# INPUT RECORDS
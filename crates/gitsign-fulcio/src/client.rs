//! Fulcio v2 signing certificate client

use crate::error::{Error, Result};
use crate::key::KeyPair;
use base64::{engine::general_purpose::STANDARD, Engine};
use gitsign_oidc::IdentityToken;
use serde::{Deserialize, Serialize};
use x509_cert::der::pem::LineEnding;
use x509_cert::der::{Decode, DecodePem, Encode, EncodePem};
use x509_cert::Certificate;

/// Public-good Fulcio instance
pub const DEFAULT_FULCIO_URL: &str = "https://fulcio.sigstore.dev";

/// Request body for `POST /api/v2/signingCert`
#[derive(Debug, Serialize)]
#[serde(rename_all = "camelCase")]
struct SigningCertificateRequest {
    credentials: Credentials,
    public_key_request: PublicKeyRequest,
}

#[derive(Debug, Serialize)]
#[serde(rename_all = "camelCase")]
struct Credentials {
    oidc_identity_token: String,
}

#[derive(Debug, Serialize)]
#[serde(rename_all = "camelCase")]
struct PublicKeyRequest {
    public_key: PublicKey,
    /// Base64 signature over the token's principal
    proof_of_possession: String,
}

#[derive(Debug, Serialize)]
struct PublicKey {
    algorithm: String,
    content: String,
}

/// Response body; exactly one of the two variants is populated
#[derive(Debug, Deserialize)]
#[serde(rename_all = "camelCase")]
struct SigningCertificateResponse {
    #[serde(default)]
    signed_certificate_embedded_sct: Option<SignedCertificate>,
    #[serde(default)]
    signed_certificate_detached_sct: Option<SignedCertificate>,
}

#[derive(Debug, Deserialize)]
struct SignedCertificate {
    chain: Chain,
}

#[derive(Debug, Deserialize)]
struct Chain {
    certificates: Vec<String>,
}

/// A certificate chain, leaf first, DER encoded
#[derive(Debug, Clone, PartialEq, Eq)]
pub struct CertificateChain {
    certificates: Vec<Vec<u8>>,
}

impl CertificateChain {
    /// Build a chain from DER certificates, leaf first
    pub fn new(certificates: Vec<Vec<u8>>) -> Result<Self> {
        if certificates.is_empty() {
            return Err(Error::Certificate("empty certificate chain".to_string()));
        }
        Ok(Self { certificates })
    }

    /// Decode a chain of PEM certificates, leaf first
    pub fn from_pem<S: AsRef<str>>(pems: &[S]) -> Result<Self> {
        let certificates = pems
            .iter()
            .map(|pem| {
                let cert = Certificate::from_pem(pem.as_ref().as_bytes())
                    .map_err(|e| Error::Certificate(format!("invalid PEM certificate: {}", e)))?;
                cert.to_der()
                    .map_err(|e| Error::Certificate(format!("failed to encode certificate: {}", e)))
            })
            .collect::<Result<Vec<_>>>()?;
        Self::new(certificates)
    }

    /// The signing (leaf) certificate
    pub fn leaf(&self) -> &[u8] {
        &self.certificates[0]
    }

    /// All certificates, leaf first
    pub fn certificates(&self) -> &[Vec<u8>] {
        &self.certificates
    }

    /// The leaf certificate as a PEM block
    pub fn leaf_pem(&self) -> Result<String> {
        Certificate::from_der(self.leaf())
            .and_then(|cert| cert.to_pem(LineEnding::LF))
            .map_err(|e| Error::Certificate(format!("failed to encode leaf certificate: {}", e)))
    }
}

/// Client for a Fulcio certificate authority
pub struct FulcioClient {
    url: String,
    client: reqwest::Client,
}

impl FulcioClient {
    /// Create a client for the Fulcio instance at `url`
    pub fn new(url: &str) -> Self {
        Self {
            url: url.trim_end_matches('/').to_string(),
            client: reqwest::Client::new(),
        }
    }

    /// The base URL of the instance
    pub fn url(&self) -> &str {
        &self.url
    }

    /// Request a signing certificate binding `key_pair` to `token`
    ///
    /// The proof of possession is a signature over the token's principal
    /// (email, or subject for workload identities).
    pub async fn create_signing_certificate(
        &self,
        token: &IdentityToken,
        key_pair: &KeyPair,
    ) -> Result<CertificateChain> {
        let endpoint = url::Url::parse(&format!("{}/api/v2/signingCert", self.url))?;
        let proof = key_pair.sign(token.principal().as_bytes());

        let request = SigningCertificateRequest {
            credentials: Credentials {
                oidc_identity_token: token.raw().to_string(),
            },
            public_key_request: PublicKeyRequest {
                public_key: PublicKey {
                    algorithm: "ECDSA".to_string(),
                    content: key_pair.public_key_pem()?,
                },
                proof_of_possession: STANDARD.encode(proof),
            },
        };

        tracing::debug!("requesting signing certificate from {}", endpoint);
        let response = self
            .client
            .post(endpoint)
            .header("Accept", "application/json")
            .json(&request)
            .send()
            .await
            .map_err(|e| Error::Http(e.to_string()))?;

        if !response.status().is_success() {
            let status = response.status();
            let body = response.text().await.unwrap_or_default();
            return Err(Error::Fulcio(format!(
                "certificate request failed: {} - {}",
                status, body
            )));
        }

        let body: SigningCertificateResponse = response
            .json()
            .await
            .map_err(|e| Error::Fulcio(format!("failed to parse certificate response: {}", e)))?;

        chain_from_response(body)
    }
}

fn chain_from_response(response: SigningCertificateResponse) -> Result<CertificateChain> {
    let signed = response
        .signed_certificate_embedded_sct
        .or(response.signed_certificate_detached_sct)
        .ok_or_else(|| Error::Fulcio("response contains no certificate chain".to_string()))?;
    CertificateChain::from_pem(&signed.chain.certificates)
}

# TASK REQUIREMENTS
Beginning with the line holding "PEM certificates, leaf first" and ending with the line holding "cert.to_der()", write out the stretch of material above exactly; add no further lines.

# WORKED SOLUTION
    /// Decode a chain of PEM certificates, leaf first
    pub fn from_pem<S: AsRef<str>>(pems: &[S]) -> Result<Self> {
        let certificates = pems
            .iter()
            .map(|pem| {
                let cert = Certificate::from_pem(pem.as_ref().as_bytes())
                    .map_err(|e| Error::Certificate(format!("invalid PEM certificate: {}", e)))?;
                cert.to_der()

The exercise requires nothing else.